Quick & Easy Subnet Scan Using Windows XP Utilities

Written by James McDonald

February 5, 2007

Open a cmd.exe session and enter the following.

for /l %i in (1,1,254) do ping –w 100 –n 1 10.0.0.%i | findstr “Reply”

Where 10.0.0. is replaced with your subnet address e.g. 192.168.20.

Adjust the range of hosts you want to scan by change the first 1 in brackets and the final value. For example if you only wanted to scan from host 20 to 50 you would make the values in brackets (20,1, 50)

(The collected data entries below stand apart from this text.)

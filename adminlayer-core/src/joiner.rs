//! Cross-collection joins.
//!
//! Every relation hop collected by the resolver becomes a `$lookup` stage writing the
//! related documents into an alias field. A lookup never multiplies the parent row: a
//! parent matches a predicate on a has-many child as soon as one element of the alias
//! array matches. Hops reached only through belongs-to relations are additionally
//! unwound (keeping parents without a match) so that sorts and groups can read a
//! scalar value.

use std::collections::HashSet;

use bson::{Bson, Document, doc};

use crate::{resolver::JoinRequirement, schema::RelationKind};

/// One join, ready to be rendered into pipeline stages.
#[derive(Debug, Clone, PartialEq, Eq)]
pub struct JoinStage {
    pub alias: String,
    pub from: String,
    pub local_field: String,
    pub foreign_field: String,
    /// Whether the alias array is unwound into a single document.
    pub unwind: bool,
}

impl From<JoinRequirement> for JoinStage {
    fn from(join: JoinRequirement) -> Self {
        Self {
            unwind: join.single_valued && join.kind == RelationKind::BelongsTo,
            alias: join.alias,
            from: join.from,
            local_field: join.local_field,
            foreign_field: join.foreign_field,
        }
    }
}

impl JoinStage {
    /// Renders the `$lookup` stage and, for single-valued hops, its `$unwind`.
    pub fn stages(&self) -> Vec<Document> {
        let mut stages = vec![doc! {
            "$lookup": {
                "from": self.from.as_str(),
                "localField": self.local_field.as_str(),
                "foreignField": self.foreign_field.as_str(),
                "as": self.alias.as_str(),
            }
        }];

        if self.unwind {
            stages.push(doc! {
                "$unwind": {
                    "path": format!("${}", self.alias),
                    "preserveNullAndEmptyArrays": true,
                }
            });
        }

        stages
    }
}

/// Collects join requirements, keeping one stage per alias in first-seen order.
#[derive(Debug, Clone, Default)]
pub struct RelationJoiner {
    stages: Vec<JoinStage>,
    seen: HashSet<String>,
}

impl RelationJoiner {
    pub fn new() -> Self {
        Self::default()
    }

    /// Registers the joins of one resolved path.
    pub fn require(&mut self, joins: impl IntoIterator<Item = JoinRequirement>) {
        for join in joins {
            if self.seen.insert(join.alias.clone()) {
                self.stages.push(join.into());
            }
        }
    }

    pub fn is_empty(&self) -> bool {
        self.stages.is_empty()
    }

    pub fn stages(&self) -> &[JoinStage] {
        &self.stages
    }

    pub fn into_stages(self) -> Vec<JoinStage> {
        self.stages
    }
}

/// Renders a list of joins into pipeline stages.
pub fn render(joins: &[JoinStage]) -> Vec<Document> {
    joins.iter().flat_map(JoinStage::stages).collect()
}

/// Projection dropping every join alias from the output documents.
pub fn alias_exclusion(joins: &[JoinStage]) -> Option<Document> {
    if joins.is_empty() {
        return None;
    }

    Some(joins.iter().map(|join| (join.alias.clone(), Bson::Int32(0))).collect())
}

#[cfg(test)]
mod tests {
    use super::*;
    use crate::resolver::{PathResolver, tests::shop_schema};

    #[test]
    fn test_belongs_to_join_is_unwound() {
        let schema = shop_schema();
        let resolved = PathResolver::new(&schema, 2).resolve("orders", "customer.name").unwrap();
        let mut joiner = RelationJoiner::new();
        joiner.require(resolved.joins);

        assert_eq!(
            render(joiner.stages()),
            vec![
                doc! { "$lookup": { "from": "customers", "localField": "customer", "foreignField": "_id", "as": "__customer" } },
                doc! { "$unwind": { "path": "$__customer", "preserveNullAndEmptyArrays": true } },
            ]
        );
    }

    #[test]
    fn test_has_many_join_is_not_unwound() {
        let schema = shop_schema();
        let resolved = PathResolver::new(&schema, 2).resolve("customers", "orders.total").unwrap();
        let mut joiner = RelationJoiner::new();
        joiner.require(resolved.joins);

        assert_eq!(
            render(joiner.stages()),
            vec![doc! { "$lookup": { "from": "orders", "localField": "_id", "foreignField": "customer", "as": "__orders" } }]
        );
    }

    #[test]
    fn test_shared_hops_are_deduplicated() {
        let schema = shop_schema();
        let resolver = PathResolver::new(&schema, 2);
        let mut joiner = RelationJoiner::new();
        joiner.require(resolver.resolve("orders", "customer.name").unwrap().joins);
        joiner.require(resolver.resolve("orders", "customer.company.name").unwrap().joins);
        joiner.require(resolver.resolve("orders", "customer.age").unwrap().joins);

        let aliases = joiner.stages().iter().map(|join| join.alias.as_str()).collect::<Vec<_>>();
        assert_eq!(aliases, vec!["__customer", "__customer__company"]);
        assert_eq!(
            alias_exclusion(joiner.stages()),
            Some(doc! { "__customer": 0, "__customer__company": 0 })
        );
    }
}
//! Batched record export.
//!
//! [`Exporter::stream`] compiles the request up front and returns a lazy stream of
//! record batches. Each poll fetches at most `export_batch_size` records ordered by the
//! requested sort plus `_id`; dropping the stream stops the export. A failing batch
//! ends the stream with [`AdapterError::PartialExport`], which carries the number of
//! rows already handed to the consumer.
//!
//! # Example
//!
//! ```ignore
//! use futures::TryStreamExt;
//!
//! let mut batches = store.exporter("orders")?.stream(&ListRequest::new())?;
//! while let Some(batch) = batches.try_next().await? {
//!     write_csv(&batch)?;
//! }
//! ```

use futures::{Stream, stream};
use tracing::debug;

use crate::{
    driver::StoreDriver,
    error::{AdapterError, AdapterResult},
    plan::QueryPlan,
    record::Record,
    request::ListRequest,
    store::Context,
};

/// Streams the records of one collection.
#[derive(Debug)]
pub struct Exporter<'a, D: StoreDriver> {
    context: Context<'a, D>,
}

enum ExportState {
    Running { skip: u64, flushed: u64 },
    Done,
}

impl<'a, D: StoreDriver> Exporter<'a, D> {
    pub(crate) fn new(context: Context<'a, D>) -> Self {
        Self { context }
    }

    /// Number of records fetched per batch.
    pub fn batch_size(&self) -> u64 {
        self.context.config.export_batch_size.max(1)
    }

    /// Returns the stream of batches matching `request`.
    ///
    /// The request's filter, sort, projection and hydration options apply; its window is
    /// ignored since the export covers the whole result set.
    ///
    /// # Errors
    ///
    /// Compilation errors are returned immediately, before any storage access.
    pub fn stream(
        &self,
        request: &ListRequest,
    ) -> AdapterResult<impl Stream<Item = AdapterResult<Vec<Record>>> + use<'a, D>> {
        let context = self.context;
        let plan = context.compiler().compile(context.name(), request)?;
        let batch_size = self.batch_size();
        let hydrate = request.hydrate;

        Ok(stream::unfold(
            ExportState::Running { skip: 0, flushed: 0 },
            move |state| {
                let plan = plan.clone();
                async move {
                    let ExportState::Running { skip, flushed } = state else {
                        return None;
                    };

                    match fetch_batch(context, &plan.with_window(skip, Some(batch_size)), hydrate).await {
                        Ok(records) if records.is_empty() => None,
                        Ok(records) => {
                            let fetched = records.len() as u64;
                            debug!(collection = %plan.collection, skip, fetched, "exported batch");
                            let next = if fetched < batch_size {
                                ExportState::Done
                            } else {
                                ExportState::Running { skip: skip + fetched, flushed: flushed + fetched }
                            };
                            Some((Ok(records), next))
                        }
                        Err(err) => Some((
                            Err(AdapterError::PartialExport { rows_flushed: flushed, source: Box::new(err) }),
                            ExportState::Done,
                        )),
                    }
                }
            },
        ))
    }
}

async fn fetch_batch<D: StoreDriver>(
    context: Context<'_, D>,
    plan: &QueryPlan,
    hydrate: bool,
) -> AdapterResult<Vec<Record>> {
    let mut records = context.fetch(plan).await?;
    if hydrate {
        context.hydrate(&mut records).await?;
    }
    Ok(records)
}
//! Main entry point of the adapter.
//!
//! [`AdminStore`] owns a driver, the schema description and the configuration, and
//! hands out one service per concern:
//!
//! - [`AdminStore::resource`] - list, get, create, update and remove records
//! - [`AdminStore::has_many`] / [`AdminStore::belongs_to`] - relation mutations
//! - [`AdminStore::stats`] - value, pie and line charts
//! - [`AdminStore::exporter`] - batched exports
//!
//! Services borrow the store and are cheap to create. The only state shared between
//! requests is the immutable schema and configuration, and whatever the driver pools.
//!
//! # Example
//!
//! ```ignore
//! use adminlayer::prelude::*;
//!
//! let store = AdminStore::new(driver, schema);
//! let page = store
//!     .resource("orders")?
//!     .list(&ListRequest::new().condition(Condition::equal("status", "open")))
//!     .await?;
//! ```

use std::{collections::HashSet, sync::Arc};

use bson::{Bson, Document, doc};
use tracing::warn;

use crate::{
    compiler::QueryCompiler,
    config::AdapterConfig,
    decorator,
    driver::{NativeQuery, StoreDriver, UpdateOutcome},
    error::{AdapterError, AdapterResult, DriverError},
    export::Exporter,
    page::Page,
    plan::QueryPlan,
    request::ListRequest,
    resolver::PathResolver,
    record::{Record, RecordId},
    relation::{BelongsTo, HasMany},
    resource::Resource,
    schema::{CollectionSchema, FieldSchema, PRIMARY_KEY, RelationKind, SchemaAdapter},
    stats::Stats,
};

/// An admin-panel adapter bound to a specific driver implementation.
///
/// # Type Parameters
///
/// * `D` - The storage driver type
#[derive(Debug)]
pub struct AdminStore<D: StoreDriver> {
    driver: D,
    schema: Arc<dyn SchemaAdapter>,
    config: Arc<AdapterConfig>,
}

impl<D: StoreDriver> AdminStore<D> {
    /// Creates a store with the default configuration.
    pub fn new(driver: D, schema: impl SchemaAdapter + 'static) -> Self {
        Self::with_config(driver, Arc::new(schema), Arc::new(AdapterConfig::default()))
    }

    /// Creates a store sharing an existing schema and configuration.
    pub fn with_config(driver: D, schema: Arc<dyn SchemaAdapter>, config: Arc<AdapterConfig>) -> Self {
        Self { driver, schema, config }
    }

    pub fn driver(&self) -> &D {
        &self.driver
    }

    pub fn schema(&self) -> &dyn SchemaAdapter {
        self.schema.as_ref()
    }

    pub fn config(&self) -> &AdapterConfig {
        &self.config
    }

    /// A compiler bound to this store's schema and configuration.
    pub fn compiler(&self) -> QueryCompiler<'_> {
        QueryCompiler::new(self.schema.as_ref(), &self.config)
    }

    /// Record access for a collection.
    ///
    /// # Errors
    ///
    /// Returns a schema error if the collection is unknown or only describes embedded documents.
    pub fn resource(&self, collection: &str) -> AdapterResult<Resource<'_, D>> {
        Ok(Resource::new(self.context(collection)?))
    }

    /// Relation mutations for a has-many field.
    ///
    /// # Arguments
    ///
    /// * `collection` - The parent collection
    /// * `field` - The has-many field of the parent collection
    pub fn has_many(&self, collection: &str, field: &str) -> AdapterResult<HasMany<'_, D>> {
        let context = self.context(collection)?;
        let field = context.relation_field(field, RelationKind::HasMany)?;
        HasMany::new(context, field)
    }

    /// Relation mutations for a belongs-to field.
    ///
    /// # Arguments
    ///
    /// * `collection` - The owning collection
    /// * `field` - The belongs-to field of the owning collection
    pub fn belongs_to(&self, collection: &str, field: &str) -> AdapterResult<BelongsTo<'_, D>> {
        let context = self.context(collection)?;
        let field = context.relation_field(field, RelationKind::BelongsTo)?;
        BelongsTo::new(context, field)
    }

    /// Chart statistics for a collection.
    pub fn stats(&self, collection: &str) -> AdapterResult<Stats<'_, D>> {
        Ok(Stats::new(self.context(collection)?))
    }

    /// Batched export of a collection.
    pub fn exporter(&self, collection: &str) -> AdapterResult<Exporter<'_, D>> {
        Ok(Exporter::new(self.context(collection)?))
    }

    /// Lists the collections known to the storage engine.
    pub async fn list_collections(&self) -> AdapterResult<Vec<String>> {
        self.driver
            .list_collections()
            .await
            .map_err(|err| storage_error("list_collections", "*", String::new(), err))
    }

    /// Cleanly shuts down the store, releasing the driver's resources.
    pub async fn shutdown(self) -> AdapterResult<()> {
        self.driver
            .shutdown()
            .await
            .map_err(|err| storage_error("shutdown", "*", String::new(), err))
    }

    fn context(&self, collection: &str) -> AdapterResult<Context<'_, D>> {
        let schema = self.schema.require(collection)?;
        if schema.embedded {
            return Err(AdapterError::Schema(format!(
                "`{collection}` describes embedded documents and is not a collection"
            )));
        }

        Ok(Context {
            driver: &self.driver,
            schema: self.schema.as_ref(),
            config: &self.config,
            collection: schema,
        })
    }
}

fn storage_error(operation: &'static str, collection: &str, params: String, err: DriverError) -> AdapterError {
    warn!(operation, collection, params = %params, error = %err, "storage call failed");
    AdapterError::storage(operation, collection, params, err)
}

/// What every service borrows from the store: the driver, the schema, the
/// configuration and the schema of the collection it serves.
#[derive(Debug)]
pub(crate) struct Context<'a, D> {
    pub(crate) driver: &'a D,
    pub(crate) schema: &'a dyn SchemaAdapter,
    pub(crate) config: &'a AdapterConfig,
    pub(crate) collection: &'a CollectionSchema,
}

impl<D> Clone for Context<'_, D> {
    fn clone(&self) -> Self {
        *self
    }
}

impl<D> Copy for Context<'_, D> {}

impl<'a, D: StoreDriver> Context<'a, D> {
    pub(crate) fn name(&self) -> &'a str {
        &self.collection.name
    }

    pub(crate) fn compiler(&self) -> QueryCompiler<'a> {
        QueryCompiler::new(self.schema, self.config)
    }

    /// The same context, serving another collection.
    pub(crate) fn switch(&self, collection: &str) -> AdapterResult<Self> {
        Ok(Self { collection: self.schema.require(collection)?, ..*self })
    }

    fn relation_field(&self, field: &str, kind: RelationKind) -> AdapterResult<&'a FieldSchema> {
        self.collection
            .field(field)
            .filter(|candidate| candidate.relation_kind() == Some(kind))
            .ok_or_else(|| {
                AdapterError::Schema(format!("`{}.{field}` is not a {kind:?} relation", self.name()))
            })
    }

    pub(crate) async fn find(&self, collection: &str, query: NativeQuery) -> AdapterResult<Vec<Document>> {
        let params = format!("filter: {}", query.filter);
        self.driver
            .execute_query(collection, query)
            .await
            .map_err(|err| storage_error("find", collection, params, err))
    }

    pub(crate) async fn aggregate(&self, collection: &str, pipeline: Vec<Document>) -> AdapterResult<Vec<Document>> {
        let params = format!("pipeline: {}", Bson::from(pipeline.clone()));
        self.driver
            .execute_aggregation(collection, pipeline)
            .await
            .map_err(|err| storage_error("aggregate", collection, params, err))
    }

    pub(crate) async fn insert(&self, collection: &str, documents: Vec<Document>) -> AdapterResult<()> {
        let params = format!("{} documents", documents.len());
        self.driver
            .insert(collection, documents)
            .await
            .map_err(|err| storage_error("insert", collection, params, err))
    }

    pub(crate) async fn update_one(
        &self,
        collection: &str,
        filter: Document,
        update: Document,
    ) -> AdapterResult<UpdateOutcome> {
        let params = format!("filter: {filter}, update: {update}");
        self.driver
            .update_one(collection, filter, update)
            .await
            .map_err(|err| storage_error("update_one", collection, params, err))
    }

    pub(crate) async fn update_many(
        &self,
        collection: &str,
        filter: Document,
        update: Document,
    ) -> AdapterResult<UpdateOutcome> {
        let params = format!("filter: {filter}, update: {update}");
        self.driver
            .update_many(collection, filter, update)
            .await
            .map_err(|err| storage_error("update_many", collection, params, err))
    }

    pub(crate) async fn delete(&self, collection: &str, filter: Document) -> AdapterResult<u64> {
        let params = format!("filter: {filter}");
        self.driver
            .delete(collection, filter)
            .await
            .map_err(|err| storage_error("delete", collection, params, err))
    }

    /// Fetches one raw document by primary key.
    pub(crate) async fn find_by_id(&self, collection: &str, id: RecordId) -> AdapterResult<Option<Document>> {
        Ok(self
            .find(collection, NativeQuery::new(doc! { PRIMARY_KEY: id }).limit(1))
            .await?
            .into_iter()
            .next())
    }

    /// Returns the subset of `ids` that exist in `collection`.
    pub(crate) async fn existing_ids(&self, collection: &str, ids: &[RecordId]) -> AdapterResult<HashSet<RecordId>> {
        self.matching_ids(collection, ids, Document::new()).await
    }

    /// Returns the subset of `ids` whose documents in `collection` also match `filter`.
    pub(crate) async fn matching_ids(
        &self,
        collection: &str,
        ids: &[RecordId],
        filter: Document,
    ) -> AdapterResult<HashSet<RecordId>> {
        if ids.is_empty() {
            return Ok(HashSet::new());
        }

        let mut query = doc! { PRIMARY_KEY: { "$in": ids_to_bson(ids) } };
        query.extend(filter);
        let documents = self
            .find(collection, NativeQuery::new(query).projection(doc! { PRIMARY_KEY: 1 }))
            .await?;

        Ok(documents
            .iter()
            .filter_map(|document| document.get(PRIMARY_KEY).and_then(RecordId::from_bson))
            .collect())
    }

    /// Reads the window of a plan, through `find` when it needs no join.
    pub(crate) async fn fetch(&self, plan: &QueryPlan) -> AdapterResult<Vec<Record>> {
        let documents = match plan.native_query() {
            Some(query) => self.find(&plan.collection, query).await?,
            None => self.aggregate(&plan.collection, plan.pipeline()).await?,
        };

        documents.into_iter().map(Record::from_document).collect()
    }

    /// Counts the records matched by a plan, ignoring its window.
    pub(crate) async fn count(&self, plan: &QueryPlan) -> AdapterResult<u64> {
        let documents = self.aggregate(&plan.collection, plan.count_pipeline()).await?;

        Ok(documents
            .first()
            .and_then(|document| document.get("count"))
            .and_then(crate::stats::as_f64)
            .map(|count| count as u64)
            .unwrap_or(0))
    }

    /// Executes a list plan: one page of records plus the total count.
    ///
    /// Records are hydrated when the request asks for it, then annotated with the fields
    /// that matched its search term.
    pub(crate) async fn list(&self, plan: &QueryPlan, request: &ListRequest) -> AdapterResult<Page<Record>> {
        let mut records = self.fetch(plan).await?;
        let count = self.count(plan).await?;
        if request.hydrate {
            self.hydrate(&mut records).await?;
        }
        if let Some(term) = request.filter.search_term() {
            let resolver = PathResolver::new(self.schema, self.config.max_relation_depth);
            decorator::annotate_search_matches(&resolver, self.collection, &mut records, term)?;
        }
        Ok(Page::new(records, count))
    }

    /// Attaches the documents referenced by the belongs-to fields of each record,
    /// with one query per field.
    pub(crate) async fn hydrate(&self, records: &mut [Record]) -> AdapterResult<()> {
        for field in self.collection.belongs_to_fields() {
            let Some(relation) = &field.relation else { continue };

            let mut seen = HashSet::new();
            let ids = records
                .iter()
                .filter_map(|record| record.get(&field.name).and_then(RecordId::from_bson))
                .filter(|id| seen.insert(*id))
                .collect::<Vec<_>>();
            if ids.is_empty() {
                continue;
            }

            let related = self
                .find(
                    &relation.collection,
                    NativeQuery::new(doc! { PRIMARY_KEY: { "$in": ids_to_bson(&ids) } }),
                )
                .await?;

            for document in related {
                let Some(id) = document.get(PRIMARY_KEY).and_then(RecordId::from_bson) else { continue };
                for record in records.iter_mut() {
                    if record.get(&field.name).and_then(RecordId::from_bson) == Some(id) {
                        record.attach_related(&field.name, document.clone());
                    }
                }
            }
        }

        Ok(())
    }
}

pub(crate) fn ids_to_bson(ids: &[RecordId]) -> Vec<Bson> {
    ids.iter().copied().map(Bson::from).collect()
}

/// Deduplicates ids, keeping the first occurrence of each.
pub(crate) fn unique_ids(ids: impl IntoIterator<Item = impl Into<RecordId>>) -> Vec<RecordId> {
    let mut seen = HashSet::new();
    ids.into_iter().map(Into::into).filter(|id| seen.insert(*id)).collect()
}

for /L %i in (1,1,50) do @ping -w 100 -n 1 192.168.80.%i | findstr “Reply”
Reply from 192.168.80.2: bytes=32 time<1ms TTL=128
Reply from 192.168.80.5: bytes=32 time<1ms TTL=128
Reply from 192.168.80.10: bytes=32 time<1ms TTL=128
Reply from 192.168.80.12: bytes=32 time<1ms TTL=128
Reply from 192.168.80.13: bytes=32 time<1ms TTL=64
Reply from 192.168.80.21: bytes=32 time=6ms TTL=60
Reply from 192.168.80.24: bytes=32 time<1ms TTL=255
Reply from 192.168.80.41: bytes=32 time<1ms TTL=128
Reply from 192.168.80.46: bytes=32 time<1ms TTL=128

1 Comment

  1. Chris

    You will need admin rights for this to work, a non-admin user will just see the cursor blinking while it does nothing.